The History of the Minnesota Agricultural Society (p. 11) says that at intervals between 1827 and 1838 the quartermasters at Fort Snelling bought corn from the northern Chippewas, and that in many instances the Indian women had carried the grain on their backs from their granaries to the shipping points on the upper Mississippi.
So that it is quite probable that the early settlers in the Polk County region raised corn, notwithstanding the difficulties of its cultivation, when it was subject to the injurious attacks of blackbirds, wild pigeons, and grasshoppers from its planting to its harvesting. The Selkirkers, in their settlement at Pembina, had these pests and other obstacles to contend against in their agricultural operations, and this was why so many of them left the country for the lower Minne- sota districts, and other more favored regions. Some of the Red River refugees went as far as to Indiana.

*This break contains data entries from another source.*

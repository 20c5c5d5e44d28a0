//! Durable store abstraction. Every mutation that must be audited takes its
//! ledger entry and persists both in one unit of work.

use async_trait::async_trait;
use chrono::{DateTime, Utc};
use thiserror::Error;
use uuid::Uuid;

use crate::models::{
    AuditAction, AuditLogEntry, Document, DocumentStatus, Organization, Principal, RegistryRecord,
    Vault,
};

pub const MAX_AUDIT_LIMIT: i64 = 500;

#[derive(Debug, Error)]
pub enum StoreError {
    #[error("{0}")]
    Conflict(String),

    #[error("Store unavailable: {0}")]
    Unavailable(String),

    #[error("Database error: {0}")]
    Database(#[from] anyhow::Error),
}

/// Map a violated unique constraint to the message shown to callers.
pub fn conflict_message(constraint: Option<&str>) -> String {
    match constraint {
        Some("principals_email_key") => "Email is already registered".to_string(),
        Some("principals_telephone_key") => "Telephone is already registered".to_string(),
        Some("principals_nin_key") => {
            "National ID is already associated with another account".to_string()
        }
        Some("principal_identifiers_pkey") => {
            "Identifier is already in use by another account".to_string()
        }
        Some("organizations_code_key") => "Organization code already exists".to_string(),
        _ => "Resource already exists".to_string(),
    }
}

#[derive(Debug, Clone, Default)]
pub struct AuditFilter {
    pub actor_id: Option<Uuid>,
    pub action: Option<AuditAction>,
    pub from: Option<DateTime<Utc>>,
    pub to: Option<DateTime<Utc>>,
    pub limit: i64,
}

impl AuditFilter {
    pub fn matches(&self, entry: &AuditLogEntry) -> bool {
        self.actor_id.map_or(true, |id| entry.actor_id == Some(id))
            && self.action.map_or(true, |action| entry.action == action)
            && self.from.map_or(true, |from| entry.created_at >= from)
            && self.to.map_or(true, |to| entry.created_at <= to)
    }

    pub fn bounded_limit(&self) -> i64 {
        self.limit.clamp(1, MAX_AUDIT_LIMIT)
    }
}

#[async_trait]
pub trait VaultStore: Send + Sync {
    async fn health_check(&self) -> Result<(), StoreError>;

    // Principals

    /// Insert a principal, its vault and the creation entry atomically.
    async fn create_principal(
        &self,
        principal: &Principal,
        vault: &Vault,
        entry: &AuditLogEntry,
    ) -> Result<(), StoreError>;
    async fn find_principal_by_id(&self, id: Uuid) -> Result<Option<Principal>, StoreError>;
    /// All principals whose email (case-insensitive), telephone or
    /// national-id equals `identifier`.
    async fn find_principals_by_identifier(
        &self,
        identifier: &str,
    ) -> Result<Vec<Principal>, StoreError>;
    async fn find_principal_by_nin(&self, nin: &str) -> Result<Option<Principal>, StoreError>;
    async fn list_principals(&self, limit: i64) -> Result<Vec<Principal>, StoreError>;

    // Password reset

    async fn set_reset_token(
        &self,
        principal_id: Uuid,
        token_hash: &str,
        expires_at: DateTime<Utc>,
        entry: &AuditLogEntry,
    ) -> Result<(), StoreError>;
    async fn find_principal_by_reset_hash(
        &self,
        token_hash: &str,
        now: DateTime<Utc>,
    ) -> Result<Option<Principal>, StoreError>;
    /// Replace the password only if the token is still present and unexpired.
    /// Returns `false` when another request consumed it first.
    async fn consume_reset_token(
        &self,
        principal_id: Uuid,
        token_hash: &str,
        new_password_hash: &str,
        now: DateTime<Utc>,
        entry: &AuditLogEntry,
    ) -> Result<bool, StoreError>;

    // Reference data

    async fn find_registry_record(&self, nin: &str) -> Result<Option<RegistryRecord>, StoreError>;
    async fn create_organization(
        &self,
        organization: &Organization,
        entry: &AuditLogEntry,
    ) -> Result<(), StoreError>;
    async fn find_organization(&self, id: Uuid) -> Result<Option<Organization>, StoreError>;
    async fn list_organizations(&self) -> Result<Vec<Organization>, StoreError>;

    // Documents

    async fn insert_document(
        &self,
        document: &Document,
        entry: &AuditLogEntry,
    ) -> Result<(), StoreError>;
    async fn find_document(&self, id: Uuid) -> Result<Option<Document>, StoreError>;
    async fn list_documents_by_owner(&self, owner_id: Uuid) -> Result<Vec<Document>, StoreError>;
    async fn list_documents_by_status(
        &self,
        status: DocumentStatus,
    ) -> Result<Vec<Document>, StoreError>;
    async fn list_lapsed_documents(&self, now: DateTime<Utc>)
        -> Result<Vec<Document>, StoreError>;
    /// Write `updated` only if the stored status still equals `expected`.
    async fn transition_document(
        &self,
        updated: &Document,
        expected: DocumentStatus,
        entry: &AuditLogEntry,
    ) -> Result<bool, StoreError>;
    /// Delete only if the stored status still equals `expected`.
    async fn delete_document(
        &self,
        id: Uuid,
        expected: DocumentStatus,
        entry: &AuditLogEntry,
    ) -> Result<bool, StoreError>;

    // Ledger

    async fn append_audit(&self, entry: &AuditLogEntry) -> Result<(), StoreError>;
    /// Newest first, at most `filter.bounded_limit()` entries.
    async fn query_audit(&self, filter: &AuditFilter) -> Result<Vec<AuditLogEntry>, StoreError>;
}

#[cfg(test)]
mod tests {
    use super::*;
    use crate::models::{AuditDetails, TargetKind};

    #[test]
    fn limit_is_bounded() {
        let filter = AuditFilter {
            limit: 10_000,
            ..Default::default()
        };
        assert_eq!(filter.bounded_limit(), MAX_AUDIT_LIMIT);
        assert_eq!(AuditFilter::default().bounded_limit(), 1);
    }

    #[test]
    fn filter_matches_actor_and_action() {
        let actor = Uuid::new_v4();
        let entry = AuditLogEntry::new(
            Some(actor),
            AuditAction::Login,
            Some(actor),
            TargetKind::Principal,
            AuditDetails::Login {
                identifier_kind: "email".into(),
            },
        );

        let filter = AuditFilter {
            actor_id: Some(actor),
            action: Some(AuditAction::Login),
            ..Default::default()
        };
        assert!(filter.matches(&entry));

        let other = AuditFilter {
            action: Some(AuditAction::PasswordReset),
            ..Default::default()
        };
        assert!(!other.matches(&entry));
    }

    #[test]
    fn nin_conflict_message() {
        assert_eq!(
            conflict_message(Some("principals_nin_key")),
            "National ID is already associated with another account"
        );
    }
}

SELKIRK'S COLONISTS FIRST POLK COUNTY SETTLERS.
The fact is not generally remembered that many of the early members of Lord Selkirk's Colony settled in what is now Polk County prior to 1820, under the mistake that they were locating on British territory. They were quite excusable. They knew but very little about the boundary line between the United States and the British possessions, as established after the War of the Revolution by the treaty of Paris, in 1783. As has been previously stated, the charter given the Hudson's Bay Company by King Charles granted the Red River Valley to the company-at least as far south as to the Sioux Wood River. In 1811, when Lord Selkirk purchased the land for his colony from the company, the deed gave (in part) the boundaries of the grant as extending from the Assiniboine River "due south from that to the height of land which separates the waters which run into Hudson's Bay
from those of the Missouri and the Mississippi." (Ross's R. R. Settlement, p. 9.)
The "height of land" mentioned is equivalent to the watershed between Lake Traverse and the mouth of the Sioux Wood, in Traverse County, Minnesota, and Roberts County, South Dakota. This is more than 200 miles south of the 49th parallel, or the boundary line between Canada and the United States, and of course the Hudson's Bay Company had no right to dispose of any land on American soil or below the boundary. But it seems that neither Lord Selkirk nor any one else in that quarter of Canada knew (and perhaps did not care) anything about the interna- tional boundary.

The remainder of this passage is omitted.